Amaia buscó fuerzas donde no las tenía para mentirle a su hijo.

—Tranquilo, bebé, esto es un raspón. Me caí cuando estaba buscando comida, nada más —en realidad, Don Bigotes había mandado a sus empleados a repartir alimentos. Los perros se atacaron unos a otros para conseguir un poco de comida. Ella recibió mordiscos, pero por lo menos tendría para darle de comer a su hijo. Solo quedaba esperar y ver si ese mordisco estaba o no infectado.

Esa noche se hicieron un mini-banquete. Al día siguiente, Umut vio cómo su madre tenía dificultades para levantarse. Estaba salivando mucho y, cuando él prendía la luz, ella gruñía de la irritación. Umu la dejó descansar y estuvo todo el día viendo las noticias. Escuchaba a los periodistas decir que si uno presentaba ciertos síntomas, debía llamar a un número para reportar los mismos. Su madre tenía esos síntomas, pero salir de casa era más peligroso para ella. O por lo menos eso le había dicho. La enfermedad estaba afuera, y ella ahora estaba en casa. No podía estar enferma.

Al día siguiente, cuando Umut fue al cuarto de su mamá para decirle que tenía hambre, la encontró despierta, pero con los ojos inyectados en sangre. Le salía espuma, ya no saliva, de la boca.

—¿Mami...? —preguntó tímidamente el cachorro, y su madre, sin reconocerlo, saltó para atacarlo. Umut cerró la puerta. No entendía nada, lloró y lloró aún más. Su madre estaba enojada con él. ¿Había hecho algo mal? Se preguntó eso todo el día mientras estuvo acostado en su cama. Acurrucado, con hambre, con miedo, con tristeza, Umut se durmió.

Al día siguiente, cuando Umu entró a la habitación para ver cómo estaba su madre, se tranquilizó al verla acostada. Se acercó con la cola entre las patas para pedirle perdón por haberla hecho enojar. Le lamió el hocico, se acurrucó a su lado, pero su mami estaba muy cansada y no se movía. Pasaron el día así: con Amaia sin moverse y Umut, que tenía mucha hambre, pero tenía más miedo por su madre.

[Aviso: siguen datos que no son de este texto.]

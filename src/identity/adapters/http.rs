//! HTTP adapter fetching a JSON Web Key Set from the identity provider.

use async_trait::async_trait;
use jsonwebtoken::jwk::JwkSet;

use crate::identity::ports::{KeySourceError, KeySourceResult, SigningKeySource};

/// Fetches signing keys from a JWKS endpoint.
#[derive(Debug, Clone)]
pub struct HttpJwksSource {
    client: reqwest::Client,
    url: String,
}

impl HttpJwksSource {
    /// Creates a source for the given JWKS URL.
    #[must_use]
    pub fn new(url: impl Into<String>) -> Self {
        Self {
            client: reqwest::Client::new(),
            url: url.into(),
        }
    }

    /// Creates a source sharing an existing HTTP client.
    #[must_use]
    pub fn with_client(client: reqwest::Client, url: impl Into<String>) -> Self {
        Self {
            client,
            url: url.into(),
        }
    }

    /// Returns the JWKS URL.
    #[must_use]
    pub fn url(&self) -> &str {
        &self.url
    }
}

#[async_trait]
impl SigningKeySource for HttpJwksSource {
    async fn fetch(&self) -> KeySourceResult<JwkSet> {
        let response = self
            .client
            .get(&self.url)
            .send()
            .await
            .and_then(reqwest::Response::error_for_status)
            .map_err(KeySourceError::unavailable)?;

        response.json::<JwkSet>().await.map_err(|err| {
            if err.is_decode() {
                KeySourceError::Malformed(err.to_string())
            } else {
                KeySourceError::unavailable(err)
            }
        })
    }
}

Dos días, tres días, cuatro días... La barriga de Umut ya no aguantaba más. Su madre debía estar muy cansada, porque no se movía desde la noche en que había estado tirando espuma por la boca. Él llamó por teléfono al número que salía en la televisión. Supuestamente una patrulla iría a visitarlo en pocos días.

Cinco días, seis días, siete días... no pasaba nada. Ocho días, nueve días, diez días. Umut no salía de casa, pero nadie llegaba a verlo. Cada vez se sentía más débil, pero debía estar ahí para su madre; no se quería mover de su lado. Veinte días, treinta días... Umut apenas podía levantarse. Llamó nuevamente; nadie le contestó.

Umut le pasó la lengua en la cara a su mami. Hacía días que olía feo, pero era porque no se bañaba... o por lo menos eso creía él. Se acurrucó entre las piernas de ella, como cuando era aún más cachorrito, y esperó. Esperó algo que nunca llegaría. Esperó una ayuda que nunca nadie le daría. Esperó.

Exactamente sesenta y cuatro días luego del llamado, una patrulla volteó la puerta de la casa y encontró en ella a Amaia y a Umut. Sin verlos, sin analizarlos, pusieron "rabia" en los papeles y cargaron los cuerpos. Sí, Amaia había tenido rabia, pero su hijo podría haber vivido. Sí, Amaia salió de casa, pero debía hacerlo. Sí, Amaia debía haberse reportado antes. Sí... pero nadie podía culpar a una madre que quería estar con su hijo.

Nadie se enteraría jamás de lo que le había pasado a Umut. Nadie sabría jamás que el cachorro había pasado mucho tiempo con hambre, que se había sentido solo y triste. Nadie sabría jamás la historia de Amaia y Umut, porque para todos ellos eran dos números más.

Nadie sabría jamás que hubo una vez un cachorro que había hecho caso a todas las instrucciones, pero que aun así la rabia se lo llevó. No la rabia que había tenido su madre, sino la rabia de un gobierno que no había pensado en los Umuts.